■ TO DO
If a line in the listing below contains "matches", return that line.

%%

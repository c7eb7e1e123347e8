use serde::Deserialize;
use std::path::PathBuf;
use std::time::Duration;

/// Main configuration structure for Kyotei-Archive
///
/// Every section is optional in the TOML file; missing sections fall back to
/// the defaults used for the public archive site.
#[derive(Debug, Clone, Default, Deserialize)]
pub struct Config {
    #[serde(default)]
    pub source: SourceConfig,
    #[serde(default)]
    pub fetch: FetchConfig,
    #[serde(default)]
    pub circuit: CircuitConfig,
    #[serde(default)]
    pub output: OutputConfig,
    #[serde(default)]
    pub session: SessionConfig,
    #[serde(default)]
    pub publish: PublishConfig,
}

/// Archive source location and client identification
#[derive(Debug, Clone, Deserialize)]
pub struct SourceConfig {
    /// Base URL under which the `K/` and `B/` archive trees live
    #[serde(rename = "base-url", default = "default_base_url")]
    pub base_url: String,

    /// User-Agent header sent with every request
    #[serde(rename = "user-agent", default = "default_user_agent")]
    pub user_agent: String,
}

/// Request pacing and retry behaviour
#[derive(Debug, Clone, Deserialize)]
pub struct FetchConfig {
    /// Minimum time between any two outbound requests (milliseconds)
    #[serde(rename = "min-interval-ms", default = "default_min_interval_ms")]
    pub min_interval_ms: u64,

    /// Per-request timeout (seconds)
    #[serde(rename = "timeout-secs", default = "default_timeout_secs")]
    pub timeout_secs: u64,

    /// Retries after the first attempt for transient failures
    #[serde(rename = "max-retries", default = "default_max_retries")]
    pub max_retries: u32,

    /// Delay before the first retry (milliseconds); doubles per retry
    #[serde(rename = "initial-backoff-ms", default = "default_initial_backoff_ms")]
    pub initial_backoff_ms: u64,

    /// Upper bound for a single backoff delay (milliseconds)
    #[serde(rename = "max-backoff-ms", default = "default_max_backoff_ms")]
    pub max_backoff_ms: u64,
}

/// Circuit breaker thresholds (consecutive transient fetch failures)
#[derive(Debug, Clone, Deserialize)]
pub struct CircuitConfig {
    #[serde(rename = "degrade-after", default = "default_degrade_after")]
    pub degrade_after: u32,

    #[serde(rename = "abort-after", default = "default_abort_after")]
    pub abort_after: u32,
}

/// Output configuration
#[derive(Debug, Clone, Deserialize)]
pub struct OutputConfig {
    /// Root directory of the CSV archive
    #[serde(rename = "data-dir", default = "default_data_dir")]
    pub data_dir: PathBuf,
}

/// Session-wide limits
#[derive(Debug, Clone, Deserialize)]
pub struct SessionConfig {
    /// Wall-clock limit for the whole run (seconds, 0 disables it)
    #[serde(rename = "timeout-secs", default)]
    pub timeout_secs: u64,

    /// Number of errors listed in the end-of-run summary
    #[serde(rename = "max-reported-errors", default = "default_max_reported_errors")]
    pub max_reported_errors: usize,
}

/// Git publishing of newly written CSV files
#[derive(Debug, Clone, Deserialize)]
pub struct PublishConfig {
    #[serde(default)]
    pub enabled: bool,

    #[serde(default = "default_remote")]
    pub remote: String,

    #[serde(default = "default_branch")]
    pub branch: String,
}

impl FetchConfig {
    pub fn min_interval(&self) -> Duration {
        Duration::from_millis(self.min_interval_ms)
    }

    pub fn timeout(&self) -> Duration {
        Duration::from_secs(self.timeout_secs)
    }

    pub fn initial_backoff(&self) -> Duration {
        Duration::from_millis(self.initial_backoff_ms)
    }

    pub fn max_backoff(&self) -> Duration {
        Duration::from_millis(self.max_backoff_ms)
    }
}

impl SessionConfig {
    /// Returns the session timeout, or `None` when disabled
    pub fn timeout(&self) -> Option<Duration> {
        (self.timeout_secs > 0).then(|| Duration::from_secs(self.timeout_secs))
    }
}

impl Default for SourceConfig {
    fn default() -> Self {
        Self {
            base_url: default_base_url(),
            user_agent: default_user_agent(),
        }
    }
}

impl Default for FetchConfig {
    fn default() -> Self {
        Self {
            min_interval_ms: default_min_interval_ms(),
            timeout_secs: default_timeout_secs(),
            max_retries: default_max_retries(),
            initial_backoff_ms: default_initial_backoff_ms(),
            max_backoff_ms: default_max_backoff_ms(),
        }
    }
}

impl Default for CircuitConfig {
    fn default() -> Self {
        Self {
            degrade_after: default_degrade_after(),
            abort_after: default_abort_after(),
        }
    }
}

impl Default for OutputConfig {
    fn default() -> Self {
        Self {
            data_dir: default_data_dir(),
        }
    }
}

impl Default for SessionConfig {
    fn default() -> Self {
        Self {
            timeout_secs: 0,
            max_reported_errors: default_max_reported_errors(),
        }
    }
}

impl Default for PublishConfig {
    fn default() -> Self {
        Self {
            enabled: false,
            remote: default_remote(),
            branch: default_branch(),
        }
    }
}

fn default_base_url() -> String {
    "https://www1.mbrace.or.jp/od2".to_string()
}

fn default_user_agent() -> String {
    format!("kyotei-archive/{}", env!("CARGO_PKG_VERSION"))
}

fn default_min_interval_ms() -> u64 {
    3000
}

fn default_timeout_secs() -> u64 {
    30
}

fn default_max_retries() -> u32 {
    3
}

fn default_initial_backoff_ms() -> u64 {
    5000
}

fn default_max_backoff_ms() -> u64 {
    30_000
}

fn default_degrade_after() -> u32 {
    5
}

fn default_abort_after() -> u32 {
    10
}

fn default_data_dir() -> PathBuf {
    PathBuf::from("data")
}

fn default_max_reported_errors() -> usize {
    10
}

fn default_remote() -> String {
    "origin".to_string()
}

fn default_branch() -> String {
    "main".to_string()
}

%%
%%

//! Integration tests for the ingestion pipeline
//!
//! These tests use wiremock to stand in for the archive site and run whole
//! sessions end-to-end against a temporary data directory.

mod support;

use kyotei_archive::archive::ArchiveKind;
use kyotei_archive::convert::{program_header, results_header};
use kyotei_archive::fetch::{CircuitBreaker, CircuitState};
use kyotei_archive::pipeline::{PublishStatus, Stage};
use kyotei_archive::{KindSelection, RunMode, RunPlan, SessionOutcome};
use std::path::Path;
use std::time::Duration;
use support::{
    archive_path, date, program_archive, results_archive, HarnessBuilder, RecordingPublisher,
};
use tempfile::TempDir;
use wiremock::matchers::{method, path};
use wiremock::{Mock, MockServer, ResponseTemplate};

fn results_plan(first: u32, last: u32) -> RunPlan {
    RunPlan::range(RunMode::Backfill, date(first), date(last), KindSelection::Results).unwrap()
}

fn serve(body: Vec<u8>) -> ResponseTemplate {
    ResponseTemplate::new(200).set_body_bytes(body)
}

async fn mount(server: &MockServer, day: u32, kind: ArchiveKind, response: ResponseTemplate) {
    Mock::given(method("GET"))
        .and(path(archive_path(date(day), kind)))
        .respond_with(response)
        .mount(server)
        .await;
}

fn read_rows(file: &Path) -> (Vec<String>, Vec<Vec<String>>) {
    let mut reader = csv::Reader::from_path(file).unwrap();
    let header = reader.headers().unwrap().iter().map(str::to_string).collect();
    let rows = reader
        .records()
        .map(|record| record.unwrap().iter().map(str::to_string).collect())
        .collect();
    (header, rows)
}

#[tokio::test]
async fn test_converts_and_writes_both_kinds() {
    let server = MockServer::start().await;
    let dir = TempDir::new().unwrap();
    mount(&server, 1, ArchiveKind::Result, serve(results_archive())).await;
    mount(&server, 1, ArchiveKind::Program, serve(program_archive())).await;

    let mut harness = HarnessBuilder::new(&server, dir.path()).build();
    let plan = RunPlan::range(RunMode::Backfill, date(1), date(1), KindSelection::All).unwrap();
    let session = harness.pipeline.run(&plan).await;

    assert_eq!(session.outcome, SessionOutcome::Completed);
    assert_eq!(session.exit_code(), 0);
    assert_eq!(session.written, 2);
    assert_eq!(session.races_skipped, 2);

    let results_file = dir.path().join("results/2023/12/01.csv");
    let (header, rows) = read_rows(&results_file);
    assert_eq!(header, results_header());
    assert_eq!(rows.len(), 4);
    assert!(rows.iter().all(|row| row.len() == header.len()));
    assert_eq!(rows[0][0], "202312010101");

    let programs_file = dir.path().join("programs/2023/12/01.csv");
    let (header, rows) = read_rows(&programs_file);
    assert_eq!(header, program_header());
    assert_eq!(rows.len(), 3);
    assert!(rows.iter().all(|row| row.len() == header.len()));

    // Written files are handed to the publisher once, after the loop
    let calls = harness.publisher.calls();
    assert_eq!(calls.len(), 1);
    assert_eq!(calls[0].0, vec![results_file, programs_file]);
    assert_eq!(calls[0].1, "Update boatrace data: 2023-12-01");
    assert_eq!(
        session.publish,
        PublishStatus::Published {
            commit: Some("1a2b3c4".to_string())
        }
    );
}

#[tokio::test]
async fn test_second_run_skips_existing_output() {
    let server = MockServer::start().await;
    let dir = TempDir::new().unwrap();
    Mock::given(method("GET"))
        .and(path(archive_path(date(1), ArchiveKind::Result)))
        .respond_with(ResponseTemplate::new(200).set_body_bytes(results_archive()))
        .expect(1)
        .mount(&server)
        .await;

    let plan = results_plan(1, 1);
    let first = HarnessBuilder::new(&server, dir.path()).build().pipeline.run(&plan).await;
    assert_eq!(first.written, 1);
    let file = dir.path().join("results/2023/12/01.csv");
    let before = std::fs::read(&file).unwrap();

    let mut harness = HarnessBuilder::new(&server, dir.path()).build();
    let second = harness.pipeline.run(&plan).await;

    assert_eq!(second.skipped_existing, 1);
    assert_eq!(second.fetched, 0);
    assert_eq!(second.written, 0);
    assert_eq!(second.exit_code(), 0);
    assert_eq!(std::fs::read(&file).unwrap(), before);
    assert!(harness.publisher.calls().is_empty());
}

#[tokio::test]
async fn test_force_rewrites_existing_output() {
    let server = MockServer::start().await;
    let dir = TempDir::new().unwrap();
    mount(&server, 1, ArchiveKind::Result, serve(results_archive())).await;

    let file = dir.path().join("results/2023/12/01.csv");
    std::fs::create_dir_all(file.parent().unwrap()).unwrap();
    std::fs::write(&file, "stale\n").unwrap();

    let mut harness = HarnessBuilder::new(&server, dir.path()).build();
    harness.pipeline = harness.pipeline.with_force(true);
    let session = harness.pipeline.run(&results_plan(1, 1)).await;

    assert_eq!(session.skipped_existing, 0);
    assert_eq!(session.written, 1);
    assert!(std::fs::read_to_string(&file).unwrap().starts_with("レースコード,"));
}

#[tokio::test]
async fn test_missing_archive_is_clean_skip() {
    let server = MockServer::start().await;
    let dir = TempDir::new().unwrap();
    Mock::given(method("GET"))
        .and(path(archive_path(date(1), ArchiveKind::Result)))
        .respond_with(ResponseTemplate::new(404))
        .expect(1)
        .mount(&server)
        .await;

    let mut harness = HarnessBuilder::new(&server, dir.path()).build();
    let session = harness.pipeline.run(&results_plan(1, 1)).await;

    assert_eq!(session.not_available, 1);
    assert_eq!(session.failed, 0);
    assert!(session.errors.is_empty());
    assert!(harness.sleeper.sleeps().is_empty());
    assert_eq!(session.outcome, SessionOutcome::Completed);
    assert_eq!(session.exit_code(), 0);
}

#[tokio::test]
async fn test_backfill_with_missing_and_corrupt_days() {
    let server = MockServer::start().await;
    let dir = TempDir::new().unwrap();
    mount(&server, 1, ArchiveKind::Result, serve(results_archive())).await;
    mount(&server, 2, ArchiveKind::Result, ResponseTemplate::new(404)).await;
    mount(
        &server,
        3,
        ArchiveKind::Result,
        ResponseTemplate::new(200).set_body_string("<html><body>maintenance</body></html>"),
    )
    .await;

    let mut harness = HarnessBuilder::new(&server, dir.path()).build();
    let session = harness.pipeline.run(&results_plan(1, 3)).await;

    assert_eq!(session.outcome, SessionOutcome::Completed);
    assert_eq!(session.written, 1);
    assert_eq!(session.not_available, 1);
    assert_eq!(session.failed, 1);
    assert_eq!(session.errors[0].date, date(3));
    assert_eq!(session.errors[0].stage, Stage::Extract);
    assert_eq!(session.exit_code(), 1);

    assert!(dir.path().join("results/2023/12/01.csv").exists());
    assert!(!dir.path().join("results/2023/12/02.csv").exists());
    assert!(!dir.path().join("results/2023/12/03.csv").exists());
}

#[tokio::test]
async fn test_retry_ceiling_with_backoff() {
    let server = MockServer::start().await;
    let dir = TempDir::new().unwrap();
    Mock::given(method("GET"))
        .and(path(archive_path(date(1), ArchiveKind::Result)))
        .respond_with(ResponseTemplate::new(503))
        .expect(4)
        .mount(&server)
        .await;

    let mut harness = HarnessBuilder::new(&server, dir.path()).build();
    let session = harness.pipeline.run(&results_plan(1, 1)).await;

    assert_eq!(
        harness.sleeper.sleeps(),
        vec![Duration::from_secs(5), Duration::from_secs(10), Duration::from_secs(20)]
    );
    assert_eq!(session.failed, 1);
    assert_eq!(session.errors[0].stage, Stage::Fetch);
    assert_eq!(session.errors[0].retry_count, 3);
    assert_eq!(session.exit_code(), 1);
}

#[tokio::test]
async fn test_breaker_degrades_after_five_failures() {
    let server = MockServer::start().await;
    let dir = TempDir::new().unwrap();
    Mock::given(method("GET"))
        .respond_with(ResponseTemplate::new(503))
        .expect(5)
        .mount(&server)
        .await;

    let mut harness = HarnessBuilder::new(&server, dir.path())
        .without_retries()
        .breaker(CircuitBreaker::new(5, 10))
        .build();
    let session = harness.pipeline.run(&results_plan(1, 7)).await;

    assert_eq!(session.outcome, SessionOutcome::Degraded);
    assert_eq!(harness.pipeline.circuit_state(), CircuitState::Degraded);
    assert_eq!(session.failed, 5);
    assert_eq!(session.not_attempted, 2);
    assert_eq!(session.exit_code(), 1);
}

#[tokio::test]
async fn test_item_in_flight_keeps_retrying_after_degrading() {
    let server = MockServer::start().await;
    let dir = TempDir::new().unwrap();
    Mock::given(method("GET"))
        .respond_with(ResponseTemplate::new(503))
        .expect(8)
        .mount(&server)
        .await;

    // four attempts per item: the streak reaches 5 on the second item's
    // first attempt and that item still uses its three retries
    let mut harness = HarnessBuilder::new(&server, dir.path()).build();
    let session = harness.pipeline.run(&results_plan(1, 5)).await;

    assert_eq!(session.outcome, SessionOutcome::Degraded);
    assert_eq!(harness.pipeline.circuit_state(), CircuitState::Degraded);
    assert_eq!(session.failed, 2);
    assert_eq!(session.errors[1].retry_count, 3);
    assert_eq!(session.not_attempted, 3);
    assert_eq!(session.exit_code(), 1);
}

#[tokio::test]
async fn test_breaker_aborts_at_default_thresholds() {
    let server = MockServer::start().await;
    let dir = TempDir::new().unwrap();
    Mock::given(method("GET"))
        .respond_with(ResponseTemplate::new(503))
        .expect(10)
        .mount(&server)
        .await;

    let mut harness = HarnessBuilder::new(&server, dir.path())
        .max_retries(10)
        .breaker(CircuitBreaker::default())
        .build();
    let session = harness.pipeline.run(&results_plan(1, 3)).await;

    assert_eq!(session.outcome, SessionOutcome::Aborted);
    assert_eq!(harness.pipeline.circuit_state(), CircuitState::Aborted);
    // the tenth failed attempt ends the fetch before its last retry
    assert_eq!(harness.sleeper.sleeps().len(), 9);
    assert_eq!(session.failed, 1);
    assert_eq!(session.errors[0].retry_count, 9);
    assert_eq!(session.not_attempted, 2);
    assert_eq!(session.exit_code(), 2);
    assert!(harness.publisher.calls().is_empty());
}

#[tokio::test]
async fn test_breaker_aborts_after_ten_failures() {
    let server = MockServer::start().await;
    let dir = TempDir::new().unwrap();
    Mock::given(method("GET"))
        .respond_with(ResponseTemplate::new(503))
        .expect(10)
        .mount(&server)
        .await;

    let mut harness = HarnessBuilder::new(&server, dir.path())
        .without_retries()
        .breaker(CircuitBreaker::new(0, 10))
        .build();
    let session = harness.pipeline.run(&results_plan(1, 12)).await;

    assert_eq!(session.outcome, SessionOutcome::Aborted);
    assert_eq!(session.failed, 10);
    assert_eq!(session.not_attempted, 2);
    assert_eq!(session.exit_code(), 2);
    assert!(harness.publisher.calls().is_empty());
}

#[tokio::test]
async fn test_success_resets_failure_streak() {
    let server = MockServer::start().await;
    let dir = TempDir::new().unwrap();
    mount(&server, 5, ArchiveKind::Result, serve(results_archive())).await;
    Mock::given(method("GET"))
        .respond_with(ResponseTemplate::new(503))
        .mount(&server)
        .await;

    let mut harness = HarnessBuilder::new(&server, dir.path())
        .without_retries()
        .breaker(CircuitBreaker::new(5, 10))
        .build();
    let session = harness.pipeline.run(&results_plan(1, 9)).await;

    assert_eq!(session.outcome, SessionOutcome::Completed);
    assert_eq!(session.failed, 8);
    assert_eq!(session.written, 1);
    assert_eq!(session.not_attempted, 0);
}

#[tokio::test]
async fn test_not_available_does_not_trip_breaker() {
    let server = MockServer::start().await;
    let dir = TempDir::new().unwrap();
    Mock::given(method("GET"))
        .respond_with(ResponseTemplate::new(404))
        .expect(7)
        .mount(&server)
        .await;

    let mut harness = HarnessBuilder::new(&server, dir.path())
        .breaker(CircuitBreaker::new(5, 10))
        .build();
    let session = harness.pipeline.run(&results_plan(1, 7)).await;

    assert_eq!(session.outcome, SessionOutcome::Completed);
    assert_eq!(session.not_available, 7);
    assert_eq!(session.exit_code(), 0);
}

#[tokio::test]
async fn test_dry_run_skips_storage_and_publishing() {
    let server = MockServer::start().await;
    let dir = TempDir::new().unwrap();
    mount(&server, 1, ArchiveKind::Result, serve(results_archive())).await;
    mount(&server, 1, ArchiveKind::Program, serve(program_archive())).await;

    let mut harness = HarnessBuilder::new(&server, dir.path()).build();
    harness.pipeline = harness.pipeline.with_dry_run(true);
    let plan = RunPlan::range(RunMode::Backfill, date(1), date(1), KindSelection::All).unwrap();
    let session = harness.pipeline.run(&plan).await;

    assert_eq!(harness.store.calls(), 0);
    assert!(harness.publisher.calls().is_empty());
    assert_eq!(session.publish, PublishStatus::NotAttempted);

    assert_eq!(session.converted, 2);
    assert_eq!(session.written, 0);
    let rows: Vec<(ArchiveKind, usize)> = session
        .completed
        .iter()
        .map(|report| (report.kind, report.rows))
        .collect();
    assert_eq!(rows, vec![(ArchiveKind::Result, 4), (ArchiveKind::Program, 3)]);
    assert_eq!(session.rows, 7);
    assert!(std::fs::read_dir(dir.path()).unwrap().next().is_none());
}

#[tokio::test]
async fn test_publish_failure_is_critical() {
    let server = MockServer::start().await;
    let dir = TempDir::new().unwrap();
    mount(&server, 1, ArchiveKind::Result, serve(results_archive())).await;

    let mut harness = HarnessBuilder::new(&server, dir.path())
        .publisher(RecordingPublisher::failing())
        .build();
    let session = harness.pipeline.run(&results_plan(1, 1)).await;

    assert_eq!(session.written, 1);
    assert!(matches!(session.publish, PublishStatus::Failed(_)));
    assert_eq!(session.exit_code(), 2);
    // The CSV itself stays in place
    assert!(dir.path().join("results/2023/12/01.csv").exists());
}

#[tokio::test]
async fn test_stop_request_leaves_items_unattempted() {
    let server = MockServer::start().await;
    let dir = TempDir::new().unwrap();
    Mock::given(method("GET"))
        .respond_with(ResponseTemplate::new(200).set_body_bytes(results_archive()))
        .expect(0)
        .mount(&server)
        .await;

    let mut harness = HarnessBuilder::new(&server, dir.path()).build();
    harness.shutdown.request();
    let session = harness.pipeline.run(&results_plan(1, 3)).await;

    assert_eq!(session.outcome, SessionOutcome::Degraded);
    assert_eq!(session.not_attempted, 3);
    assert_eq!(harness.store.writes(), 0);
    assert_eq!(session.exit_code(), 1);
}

%%
%%

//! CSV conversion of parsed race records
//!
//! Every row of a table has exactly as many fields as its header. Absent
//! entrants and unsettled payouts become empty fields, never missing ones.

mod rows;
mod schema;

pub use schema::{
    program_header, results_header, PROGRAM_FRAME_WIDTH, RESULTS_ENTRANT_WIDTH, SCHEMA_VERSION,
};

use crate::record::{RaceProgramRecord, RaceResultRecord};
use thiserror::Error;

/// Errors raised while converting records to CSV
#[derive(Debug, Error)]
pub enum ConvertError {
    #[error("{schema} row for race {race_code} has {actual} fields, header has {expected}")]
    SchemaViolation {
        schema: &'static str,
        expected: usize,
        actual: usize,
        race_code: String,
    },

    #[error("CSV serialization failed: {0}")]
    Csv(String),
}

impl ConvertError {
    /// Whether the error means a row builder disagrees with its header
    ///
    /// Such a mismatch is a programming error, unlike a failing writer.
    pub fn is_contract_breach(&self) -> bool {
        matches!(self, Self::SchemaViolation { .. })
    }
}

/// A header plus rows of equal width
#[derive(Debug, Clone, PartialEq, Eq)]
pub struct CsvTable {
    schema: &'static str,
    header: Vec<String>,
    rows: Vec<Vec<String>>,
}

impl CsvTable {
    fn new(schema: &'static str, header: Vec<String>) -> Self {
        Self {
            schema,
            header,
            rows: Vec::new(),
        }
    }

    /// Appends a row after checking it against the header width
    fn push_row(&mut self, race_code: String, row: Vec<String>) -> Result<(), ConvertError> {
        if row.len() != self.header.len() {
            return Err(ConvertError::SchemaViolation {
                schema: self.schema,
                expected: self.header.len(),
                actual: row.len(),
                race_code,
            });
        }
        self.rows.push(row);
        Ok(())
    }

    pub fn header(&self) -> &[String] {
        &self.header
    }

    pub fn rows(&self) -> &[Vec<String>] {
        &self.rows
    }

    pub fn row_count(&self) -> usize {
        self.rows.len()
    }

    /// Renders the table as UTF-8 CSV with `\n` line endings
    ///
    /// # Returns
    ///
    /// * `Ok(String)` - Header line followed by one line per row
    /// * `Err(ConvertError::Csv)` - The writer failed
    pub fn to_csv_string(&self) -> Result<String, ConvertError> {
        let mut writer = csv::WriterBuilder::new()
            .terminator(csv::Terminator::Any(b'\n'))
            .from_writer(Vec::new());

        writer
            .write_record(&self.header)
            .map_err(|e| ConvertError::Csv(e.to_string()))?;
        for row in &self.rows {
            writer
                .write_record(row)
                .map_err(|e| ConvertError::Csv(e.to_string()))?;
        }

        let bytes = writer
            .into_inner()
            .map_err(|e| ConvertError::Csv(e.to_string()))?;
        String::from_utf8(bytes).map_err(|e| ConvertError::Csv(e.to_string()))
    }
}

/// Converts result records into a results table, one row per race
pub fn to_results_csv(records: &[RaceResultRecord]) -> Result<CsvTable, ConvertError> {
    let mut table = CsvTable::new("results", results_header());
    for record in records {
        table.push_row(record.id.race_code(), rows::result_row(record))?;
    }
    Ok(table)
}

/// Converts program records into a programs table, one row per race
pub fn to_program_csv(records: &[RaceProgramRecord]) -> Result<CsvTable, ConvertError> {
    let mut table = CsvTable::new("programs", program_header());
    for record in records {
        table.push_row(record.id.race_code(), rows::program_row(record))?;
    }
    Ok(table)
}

%%

■ ANSWER TO THIS EXERCISE
    assert!(matches!(session.publish, PublishStatus::Failed(_)));
        matches!(self, Self::SchemaViolation { .. })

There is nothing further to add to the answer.